While this may be a cliché it is also undeniably true: if you need to ask yourself that question, the answer is probably yes. Recreational drug use on the odd occasion tends not to prompt such thoughts: if you are concerned that you have a problem is usually because you feel you are taking drugs to excess or, even more worryingly, you have tried and failed to stop taking drugs. At this point – and especially if you develop any withdrawal symptoms after not taking the drug for a day or two – you should recognise that you have a problem.
When is it time to seek help?
Simply put, the earlier you can reach out for help the better. As soon you recognise you have a problem, try and stop taking drugs: if you manage to do so by yourself, without experiencing significant withdrawal symptoms and cravings, then you are not addicted and simply need to make sure you do not resume your drug consumption (however if you are unable to resist doing so, you are addicted). If you cannot stop taking drugs then contact an addiction specialist immediately so you can get into treatment before the problem gets any worse.

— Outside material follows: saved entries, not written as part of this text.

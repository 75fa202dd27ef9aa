//! ApiNATOMY model resolution engine.
//!
//! Turns a terse JSON model into a fully resolved graph of typed resources:
//! missing identifiers and referenced resources are generated, lyph
//! templates are expanded into their subtypes, chains are expanded into
//! nodes, links and conveying lyphs and embedded in their housing lyphs,
//! and inverse references are kept consistent. Everything that goes wrong
//! without corrupting the model is recorded in a [`diagnostics::Logger`].
//!
//! # Example
//!
//! ```
//! use apinatomy_model::{BuildConfig, build, diagnostics::{Logger, Status}};
//!
//! let json = r#"{
//!     "id": "demo",
//!     "chains": [{"id": "C1", "lyphs": ["A", "B"], "root": "n0", "leaf": "n3"}],
//!     "lyphs": [{"id": "A"}, {"id": "B"}]
//! }"#;
//!
//! let mut logger = Logger::new();
//! let graph = build(json, &BuildConfig::default(), &mut logger).unwrap();
//! let chain = graph.chains().next().unwrap();
//!
//! assert_eq!(chain.levels.len(), 2);
//! assert_ne!(logger.status(), Status::Error);
//! ```

pub mod chain;
pub mod config;
pub mod diagnostics;
pub mod edit;
pub mod error;
pub mod graph;
pub mod lyph;
mod normalize;
pub mod registry;
pub mod shape;
mod sync;

pub use config::BuildConfig;
pub use graph::{Graph, build, build_value};
pub use normalize::DEFAULT_GRAPH_ID;
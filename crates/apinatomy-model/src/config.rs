//! Constants that steer a model build.
//!
//! [`BuildConfig`] implements [`serde::Deserialize`] so it can be loaded as
//! the `[build]` section of an application configuration file. Every field
//! is optional and falls back to the value in [`BuildConfig::default`].
//!
//! # Example
//!
//! ```
//! # use apinatomy_model::BuildConfig;
//! let config: BuildConfig = serde_json::from_str(r#"{"length_scale": 1.0}"#).unwrap();
//! assert_eq!(config.length_scale(), 1.0);
//! assert_eq!(config.default_link_length(), 4.0);
//! ```

use serde::Deserialize;

#[derive(Debug, Clone, PartialEq, Deserialize)]
#[serde(default)]
pub struct BuildConfig {
    /// Length given to links that do not declare one.
    default_link_length: f64,
    /// Ratio of a generated axis to the axis of its container.
    internal_axis_factor: f64,
    /// Factor applied to every link length as the last step.
    length_scale: f64,
    /// Rotation in degrees of the non-primary lyphs of a coalescence.
    coalescence_angle: f64,
    /// Cap on waiting list passes before references count as cyclic.
    max_drain_passes: usize,
    resize_chain_lyphs: bool,
    same_width: bool,
}

impl Default for BuildConfig {
    fn default() -> Self {
        Self {
            default_link_length: 4.0,
            internal_axis_factor: 0.8,
            length_scale: 2.0,
            coalescence_angle: 180.0,
            max_drain_passes: 8,
            resize_chain_lyphs: false,
            same_width: true,
        }
    }
}

impl BuildConfig {
    pub fn default_link_length(&self) -> f64 {
        self.default_link_length
    }

    pub fn internal_axis_factor(&self) -> f64 {
        self.internal_axis_factor
    }

    pub fn length_scale(&self) -> f64 {
        self.length_scale
    }

    pub fn coalescence_angle(&self) -> f64 {
        self.coalescence_angle
    }

    pub fn max_drain_passes(&self) -> usize {
        self.max_drain_passes
    }

    /// Whether the lyphs of every chain are resized after the build.
    pub fn resize_chain_lyphs(&self) -> bool {
        self.resize_chain_lyphs
    }

    /// Whether resized chain lyphs all get the narrowest width.
    pub fn same_width(&self) -> bool {
        self.same_width
    }

    /// Returns the configuration with another final length factor.
    pub fn with_length_scale(mut self, length_scale: f64) -> Self {
        self.length_scale = length_scale;
        self
    }

    /// Returns the configuration with chain lyph resizing switched on or off.
    pub fn with_resize_chain_lyphs(mut self, resize: bool, same_width: bool) -> Self {
        self.resize_chain_lyphs = resize;
        self.same_width = same_width;
        self
    }
}

#[cfg(test)]
mod tests {
    use super::*;

    #[test]
    fn test_partial_config_keeps_defaults() {
        let config: BuildConfig =
            serde_json::from_str(r#"{"max_drain_passes": 2, "resize_chain_lyphs": true}"#).unwrap();
        assert_eq!(config.max_drain_passes(), 2);
        assert!(config.resize_chain_lyphs());
        assert!(config.same_width());
        assert_eq!(config.coalescence_angle(), 180.0);
    }

    #[test]
    fn test_builders() {
        let config = BuildConfig::default()
            .with_length_scale(1.0)
            .with_resize_chain_lyphs(true, false);
        assert_eq!(config.length_scale(), 1.0);
        assert!(config.resize_chain_lyphs());
        assert!(!config.same_width());
    }
}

How do I stage an intervention?
An intervention is an extremely risky procedure in terms of its potential to cause great rifts between the addict and their loved ones, so getting it right is essential. With this in mind if you are contemplating putting an intervention in place, it’s important that you contact an addiction specialist for advice rather than simply going it alone without any experience: things can go very wrong, with long-term implications for everyone involved.
Who is at risk of drug addiction?
Although scientists and doctors have not yet been able precisely to identify the specific causes of addiction, it’s clear that both environmental and genetic factors play roles, and as a result people with certain experiences – for example, childhood abuse or repeated trauma – are more likely than others both to engage in substance abuse and subsequently to develop addiction. However, there is no hard and fast rule, and one person may become addicted while another with exactly the same experiences may not. Effectively, anyone taking addictive substances repeatedly over any length of time is at risk of developing an addiction to them, regardless of background.
What are the common signs of substance abuse?
There are a great many different signs and symptoms of drug abuse – different drugs have different signs associated with them, while different people may react differently to drug use and abuse. Typically, drug consumption may result in the manifestation of signs and symptoms including, but not limited to: dilated pupils; impaired motor control, cognitive functions, communication skills and decision-making; mood swings; sweating; nausea; dizziness; drowsiness; lethargy; extreme exuberance; hyper-sexualisation; irritability; aggression; depression; flulike symptoms; euphoria; heightened empathy; and many more.
What are the risk factors associated with drug addiction?
There are a broad range of risk factors, both environmental and genetic, associated with drug addiction. Some of the most prominent include childhood abuse and repeated trauma; exposure to substances of abuse in the home was growing up; a peer group amongst whom drug abuse is common; poverty; early exposure to alcohol; a member of the family with a substance abuse disorder.